Laptop, glorious laptop

God bless you, Sony corporation, for returning my laptop to me in such good order!

A couple of weeks ago my laptop stopped working. It just wouldn't turn on. I called the nice people at Sony, and after talking me through the same trouble-shooting steps that are posted to their Web site ("yes, I'm sure that holding the power switch down for 15 seconds doesn't make a difference"), they told me I'd need to send it in for service. The next day a box arrived, and a few days after that, I shipped it off.
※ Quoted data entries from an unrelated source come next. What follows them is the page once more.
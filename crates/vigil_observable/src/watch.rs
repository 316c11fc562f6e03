//! Direct notifier access for manual integrations.
//!
//! These helpers subscribe to, or trigger, the notifiers of a value without
//! going through a [`Reaction`](crate::Reaction).

use vigil_foundation::{Error, ErrorContext, FieldKey, Result};
use vigil_notify::{Disposable, NotifierKey, registry};

use crate::change;
use crate::object::ObjectRef;
use crate::transform::transform;
use crate::value::Value;

fn wrapped_target(value: &Value, operation: &str) -> Result<ObjectRef> {
    match transform(value) {
        Value::Tracked(tracked) => Ok(tracked.target().clone()),
        _ => Err(Error::not_observable(value.kind())
            .with_context(ErrorContext::new().with_operation(operation))),
    }
}

/// Subscribes `handler` to one field of `value`, or to the whole container
/// when `field` is `None`.
///
/// # Errors
///
/// Returns [`ErrorKind::NotObservable`](vigil_foundation::ErrorKind) if
/// `value` cannot be wrapped.
pub fn watch(
    value: &Value,
    field: Option<FieldKey>,
    handler: impl Fn(&NotifierKey) + 'static,
) -> Result<Disposable> {
    let target = wrapped_target(value, "watch")?;
    Ok(registry::get_or_create(target.id(), field).on_change(handler))
}

/// Fires the notifiers of `value` as if `field` had changed: the field
/// notifier (if any), the container notifier, and the relays of every
/// instance holding `value` in an observable field.
///
/// # Errors
///
/// Returns [`ErrorKind::NotObservable`](vigil_foundation::ErrorKind) if
/// `value` cannot be wrapped.
pub fn trigger(value: &Value, field: Option<FieldKey>) -> Result<()> {
    let target = wrapped_target(value, "trigger")?;
    change::emit(&target, field.as_slice());
    Ok(())
}
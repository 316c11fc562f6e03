//! Property tests: a tracked sequence behaves like a `Vec` and fires the
//! documented number of container notifications per operation.

use std::cell::Cell;
use std::rc::Rc;

use proptest::prelude::*;
use vigil_observable::{Value, get_notifier, transform};

#[derive(Clone, Debug)]
enum Op {
    Push(i64),
    Pop,
    Insert(usize, i64),
    Remove(usize),
    SetAt(usize, i64),
    Extend(Vec<i64>),
    Clear,
}

fn op() -> impl Strategy<Value = Op> {
    prop_oneof![
        any::<i64>().prop_map(Op::Push),
        Just(Op::Pop),
        (0..8usize, any::<i64>()).prop_map(|(i, v)| Op::Insert(i, v)),
        (0..8usize).prop_map(Op::Remove),
        (0..8usize, any::<i64>()).prop_map(|(i, v)| Op::SetAt(i, v)),
        prop::collection::vec(any::<i64>(), 0..4).prop_map(Op::Extend),
        Just(Op::Clear),
    ]
}

proptest! {
    #[test]
    fn tracked_sequence_matches_vec(ops in prop::collection::vec(op(), 0..40)) {
        let view = transform(&Value::sequence(Vec::<Value>::new()));
        let seq = view.as_tracked().unwrap().clone();
        let fired = Rc::new(Cell::new(0u32));
        let f = Rc::clone(&fired);
        let _sub = get_notifier(&view).unwrap().on_change(move |_| f.set(f.get() + 1));

        let mut model: Vec<i64> = Vec::new();
        let mut expected = 0u32;

        for op in ops {
            match op {
                Op::Push(v) => {
                    seq.push(v).unwrap();
                    model.push(v);
                    expected += 2;
                }
                Op::Pop => {
                    let got = seq.pop().unwrap();
                    let want = model.pop();
                    prop_assert_eq!(got, want.map(Value::Int));
                    if want.is_some() {
                        expected += 1;
                    }
                }
                Op::Insert(i, v) => {
                    let ok = seq.insert(i, v).is_ok();
                    prop_assert_eq!(ok, i <= model.len());
                    if ok {
                        model.insert(i, v);
                        expected += 1;
                    }
                }
                Op::Remove(i) => {
                    let result = seq.remove(i);
                    prop_assert_eq!(result.is_ok(), i < model.len());
                    if let Ok(got) = result {
                        prop_assert_eq!(got, Value::Int(model.remove(i)));
                        expected += 1;
                    }
                }
                Op::SetAt(i, v) => {
                    let result = seq.set_at(i, v);
                    prop_assert_eq!(result.is_ok(), i < model.len());
                    if i < model.len() {
                        if model[i] != v {
                            expected += 1;
                        }
                        model[i] = v;
                    }
                }
                Op::Extend(values) => {
                    if !values.is_empty() {
                        expected += 1;
                    }
                    seq.extend(values.iter().copied()).unwrap();
                    model.extend(values);
                }
                Op::Clear => {
                    if !model.is_empty() {
                        expected += 1;
                    }
                    seq.clear().unwrap();
                    model.clear();
                }
            }
        }

        let values: Vec<Value> = model.into_iter().map(Value::Int).collect();
        prop_assert_eq!(seq.values(), values);
        prop_assert_eq!(fired.get(), expected);
    }
}
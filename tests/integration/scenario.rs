//! End-to-end scenarios: models declared with marked fields, observed by
//! consumers, mutated by writers.

use std::cell::Cell;
use std::rc::Rc;

use vigil::notify::registry;
use vigil::observable::{
    BatchScheduler, Class, Reaction, Value, get_origin, notifier_for, observable, watch,
};

#[test]
fn marked_field_listener_fires() {
    let foo = Class::builder("Foo").observable("name", "").build();
    let raw = Value::from(foo.instantiate());
    let f = observable(&raw);

    let fired = Rc::new(Cell::new(false));
    let flag = Rc::clone(&fired);
    let _sub = notifier_for(&f, "name")
        .unwrap()
        .on_change(move |_| flag.set(true));

    let view = f.as_tracked().unwrap();
    view.set("name", "a").unwrap();
    view.set("name", "b").unwrap();

    assert!(fired.get());
    assert_eq!(view.get("name"), Value::from("b"));
    assert_eq!(get_origin(&f), raw);
}

#[test]
fn notebook_cell_rerenders_on_execution_state() {
    let output = Class::builder("Output").observable("text", "").build();
    let cell = Class::builder("Cell")
        .observable("source", "")
        .observable("execution_count", Value::Nil)
        .observable("outputs", Value::sequence(Vec::<Value>::new()))
        .field("editor_handle", 0)
        .build();

    let raw = Value::from(cell.instantiate());
    let model = observable(&raw).as_tracked().unwrap().clone();
    let scheduler = BatchScheduler::new();
    let rendered = Rc::new(std::cell::RefCell::new(String::new()));

    let (reader, out) = (model.clone(), Rc::clone(&rendered));
    let render = Reaction::new("cell_view", scheduler.clone(), move || {
        let count = reader.get("execution_count");
        let outputs = reader.get("outputs");
        let texts: Vec<String> = outputs
            .as_tracked()
            .unwrap()
            .values()
            .iter()
            .map(|o| o.as_tracked().unwrap().get("text").to_string())
            .collect();
        *out.borrow_mut() = format!("[{count}] {}", texts.join("|"));
    });
    render.run();
    assert_eq!(*rendered.borrow(), "[nil] ");

    scheduler
        .batch(|| {
            model.set("execution_count", 1).unwrap();
            let outputs = model.get("outputs");
            let first = output.instantiate_with([("text", "hello")]);
            outputs.as_tracked().unwrap().push(first).unwrap();
        })
        .unwrap();
    assert_eq!(*rendered.borrow(), "[1] hello");
    assert_eq!(render.run_count(), 2);

    // Editing an output's text reaches the view through the nested read.
    let first = model.get("outputs").as_tracked().unwrap().at(0);
    first.as_tracked().unwrap().set("text", "world").unwrap();
    scheduler.flush().unwrap();
    assert_eq!(*rendered.borrow(), "[1] world");

    // Unmarked fields never trigger a re-render.
    let runs = render.run_count();
    model.set("editor_handle", 42).unwrap();
    scheduler.flush().unwrap();
    assert_eq!(render.run_count(), runs);
}

#[test]
fn manual_watchers_and_reactions_coexist() {
    let raw = Value::map(Vec::<(Value, Value)>::new());
    let kernels = observable(&raw);
    let scheduler = BatchScheduler::new();

    let watched = Rc::new(Cell::new(0));
    let w = Rc::clone(&watched);
    let sub = watch(&kernels, None, move |_| w.set(w.get() + 1)).unwrap();

    let sizes = Rc::new(Cell::new(0usize));
    let (reader, s) = (kernels.as_tracked().unwrap().clone(), Rc::clone(&sizes));
    let reaction = Reaction::new("kernel_count", scheduler.clone(), move || {
        s.set(reader.len());
    });
    reaction.run();

    let map = kernels.as_tracked().unwrap();
    map.set_entry("python3", "idle").unwrap();
    map.set_entry("julia", "busy").unwrap();
    scheduler.flush().unwrap();
    assert_eq!(watched.get(), 2);
    assert_eq!(sizes.get(), 2);

    sub.dispose();
    map.delete_entry("julia").unwrap();
    scheduler.flush().unwrap();
    assert_eq!(watched.get(), 2);
    assert_eq!(sizes.get(), 1);
}

#[test]
fn dropped_objects_release_their_notifiers() {
    let id = {
        let view = observable(&Value::record([("a", 1)]));
        let _ = notifier_for(&view, "a").unwrap();
        view.object_id().unwrap()
    };
    assert!(registry::find(id, Some("a".into())).is_some());
    registry::sweep();
    assert!(registry::find(id, Some("a".into())).is_none());
}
Sony estimated that it would be returned to me after 10 business days, so I resigned myself to 2 weeks of using my husband's (clunky, noisy, frustrating) computer. (Sorry honey.) And then, only 2 business days later: there it was, waiting for me when I got into my office one day. Oh happy day!

I bought my laptop last fall and it was love at first type. Sorry, that was corny - but seriously, as someone who has an aversion to all things electronic, it has been thrilling to have a machine that fits so seamlessly into my life. It doesn't dominate my living room like our TV, DVD player, TiVo, and stereo components (dear Lord - between these items and all the books and DVDs we have on display, our living room is media overload central!). It doesn't make a lot of noise (the other computer's fans create an ongoing and nerve-wracking hum), or come with the baggage of a bunch of ugly black wires (oh, how I hate looking at wires). I can sit on the couch or my bed or in the coffee shop down the street - it goes where I am.

Isn't that the whole point of technology? - to fit into, rather than take over, your life?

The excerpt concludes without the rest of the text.